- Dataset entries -
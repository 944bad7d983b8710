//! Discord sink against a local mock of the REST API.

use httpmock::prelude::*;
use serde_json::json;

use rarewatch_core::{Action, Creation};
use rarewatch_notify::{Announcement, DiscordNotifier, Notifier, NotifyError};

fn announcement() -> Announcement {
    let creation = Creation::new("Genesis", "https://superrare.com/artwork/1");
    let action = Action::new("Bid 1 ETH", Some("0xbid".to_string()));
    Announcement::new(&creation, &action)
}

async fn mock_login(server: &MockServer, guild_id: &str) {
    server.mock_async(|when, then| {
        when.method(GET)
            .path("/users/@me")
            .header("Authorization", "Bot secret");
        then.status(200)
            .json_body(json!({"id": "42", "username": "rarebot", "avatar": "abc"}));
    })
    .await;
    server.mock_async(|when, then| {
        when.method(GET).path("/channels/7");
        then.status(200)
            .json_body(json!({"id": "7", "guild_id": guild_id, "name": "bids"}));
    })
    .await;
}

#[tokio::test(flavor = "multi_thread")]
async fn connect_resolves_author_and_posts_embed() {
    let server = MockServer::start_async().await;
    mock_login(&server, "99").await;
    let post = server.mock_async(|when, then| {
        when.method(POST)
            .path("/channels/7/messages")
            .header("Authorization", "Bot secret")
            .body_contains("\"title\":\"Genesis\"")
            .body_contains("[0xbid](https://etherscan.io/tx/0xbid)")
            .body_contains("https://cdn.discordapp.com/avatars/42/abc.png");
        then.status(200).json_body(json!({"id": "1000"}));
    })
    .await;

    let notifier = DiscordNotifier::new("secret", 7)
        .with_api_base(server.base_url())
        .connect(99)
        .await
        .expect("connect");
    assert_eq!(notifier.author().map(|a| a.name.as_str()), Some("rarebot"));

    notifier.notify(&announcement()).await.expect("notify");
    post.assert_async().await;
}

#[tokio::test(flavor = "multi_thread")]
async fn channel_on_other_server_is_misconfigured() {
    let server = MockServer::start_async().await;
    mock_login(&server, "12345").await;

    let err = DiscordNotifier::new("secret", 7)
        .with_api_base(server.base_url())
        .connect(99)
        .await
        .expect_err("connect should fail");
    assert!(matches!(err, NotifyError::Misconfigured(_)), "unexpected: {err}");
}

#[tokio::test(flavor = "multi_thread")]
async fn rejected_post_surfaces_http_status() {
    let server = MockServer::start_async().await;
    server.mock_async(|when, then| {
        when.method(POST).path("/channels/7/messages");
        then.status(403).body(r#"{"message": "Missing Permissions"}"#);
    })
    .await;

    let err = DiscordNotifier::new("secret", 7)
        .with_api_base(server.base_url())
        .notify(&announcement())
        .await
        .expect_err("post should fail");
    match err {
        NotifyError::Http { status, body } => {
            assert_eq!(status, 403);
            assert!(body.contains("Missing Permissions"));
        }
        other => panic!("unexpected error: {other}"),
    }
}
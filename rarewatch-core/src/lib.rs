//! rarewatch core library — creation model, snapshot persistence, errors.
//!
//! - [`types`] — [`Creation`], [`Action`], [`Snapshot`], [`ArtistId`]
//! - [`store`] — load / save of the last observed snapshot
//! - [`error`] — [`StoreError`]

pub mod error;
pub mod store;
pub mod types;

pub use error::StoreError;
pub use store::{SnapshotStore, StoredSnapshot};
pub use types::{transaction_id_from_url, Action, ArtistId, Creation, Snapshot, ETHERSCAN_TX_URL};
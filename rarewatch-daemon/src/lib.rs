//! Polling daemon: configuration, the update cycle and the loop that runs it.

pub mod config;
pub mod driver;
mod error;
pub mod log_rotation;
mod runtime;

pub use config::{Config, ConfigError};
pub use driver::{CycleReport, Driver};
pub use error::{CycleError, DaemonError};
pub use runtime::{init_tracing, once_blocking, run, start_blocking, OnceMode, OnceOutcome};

- Assigned task -
Make an exact copy of the records.

- Solution for this exercise -
repository 944bad7d983b8710
//! Discord sink against a local mock of the REST API.

use httpmock::prelude::*;
use serde_json::json;

use rarewatch_core::{Action, Creation};
use rarewatch_notify::{Announcement, DiscordNotifier, Notifier, NotifyError};

fn announcement() -> Announcement {
    let creation = Creation::new("Genesis", "https://superrare.com/artwork/1");
    let action = Action::new("Bid 1 ETH", Some("0xbid".to_string()));
    Announcement::new(&creation, &action)
}

async fn mock_login(server: &MockServer, guild_id: &str) {
    server.mock_async(|when, then| {
        when.method(GET)
            .path("/users/@me")
            .header("Authorization", "Bot secret");
        then.status(200)
            .json_body(json!({"id": "42", "username": "rarebot", "avatar": "abc"}));
    })
    .await;
    server.mock_async(|when, then| {
        when.method(GET).path("/channels/7");
        then.status(200)
            .json_body(json!({"id": "7", "guild_id": guild_id, "name": "bids"}));
    })
    .await;
}

#[tokio::test(flavor = "multi_thread")]
async fn connect_resolves_author_and_posts_embed() {
    let server = MockServer::start_async().await;
    mock_login(&server, "99").await;
    let post = server.mock_async(|when, then| {
        when.method(POST)
            .path("/channels/7/messages")
            .header("Authorization", "Bot secret")
            .body_contains("\"title\":\"Genesis\"")
            .body_contains("[0xbid](https://etherscan.io/tx/0xbid)")
            .body_contains("https://cdn.discordapp.com/avatars/42/abc.png");
        then.status(200).json_body(json!({"id": "1000"}));
    })
    .await;

    let notifier = DiscordNotifier::new("secret", 7)
        .with_api_base(server.base_url())
        .connect(99)
        .await
        .expect("connect");
    assert_eq!(notifier.author().map(|a| a.name.as_str()), Some("rarebot"));

    notifier.notify(&announcement()).await.expect("notify");
    post.assert_async().await;
}

#[tokio::test(flavor = "multi_thread")]
async fn channel_on_other_server_is_misconfigured() {
    let server = MockServer::start_async().await;
    mock_login(&server, "12345").await;

    let err = DiscordNotifier::new("secret", 7)
        .with_api_base(server.base_url())
        .connect(99)
        .await
        .expect_err("connect should fail");
    assert!(matches!(err, NotifyError::Misconfigured(_)), "unexpected: {err}");
}

#[tokio::test(flavor = "multi_thread")]
async fn rejected_post_surfaces_http_status() {
    let server = MockServer::start_async().await;
    server.mock_async(|when, then| {
        when.method(POST).path("/channels/7/messages");
        then.status(403).body(r#"{"message": "Missing Permissions"}"#);
    })
    .await;

    let err = DiscordNotifier::new("secret", 7)
        .with_api_base(server.base_url())
        .notify(&announcement())
        .await
        .expect_err("post should fail");
    match err {
        NotifyError::Http { status, body } => {
            assert_eq!(status, 403);
            assert!(body.contains("Missing Permissions"));
        }
        other => panic!("unexpected error: {other}"),
    }
}
filename rarewatch-core/src/lib.rs
//! rarewatch core library — creation model, snapshot persistence, errors.
//!
//! - [`types`] — [`Creation`], [`Action`], [`Snapshot`], [`ArtistId`]
//! - [`store`] — load / save of the last observed snapshot
//! - [`error`] — [`StoreError`]

pub mod error;
pub mod store;
pub mod types;

pub use error::StoreError;
pub use store::{SnapshotStore, StoredSnapshot};
pub use types::{transaction_id_from_url, Action, ArtistId, Creation, Snapshot, ETHERSCAN_TX_URL};
filename rarewatch-daemon/src/lib.rs
//! Polling daemon: configuration, the update cycle and the loop that runs it.

pub mod config;
pub mod driver;
mod error;
pub mod log_rotation;
mod runtime;

pub use config::{Config, ConfigError};
pub use driver::{CycleReport, Driver};
pub use error::{CycleError, DaemonError};
pub use runtime::{init_tracing, once_blocking, run, start_blocking, OnceMode, OnceOutcome};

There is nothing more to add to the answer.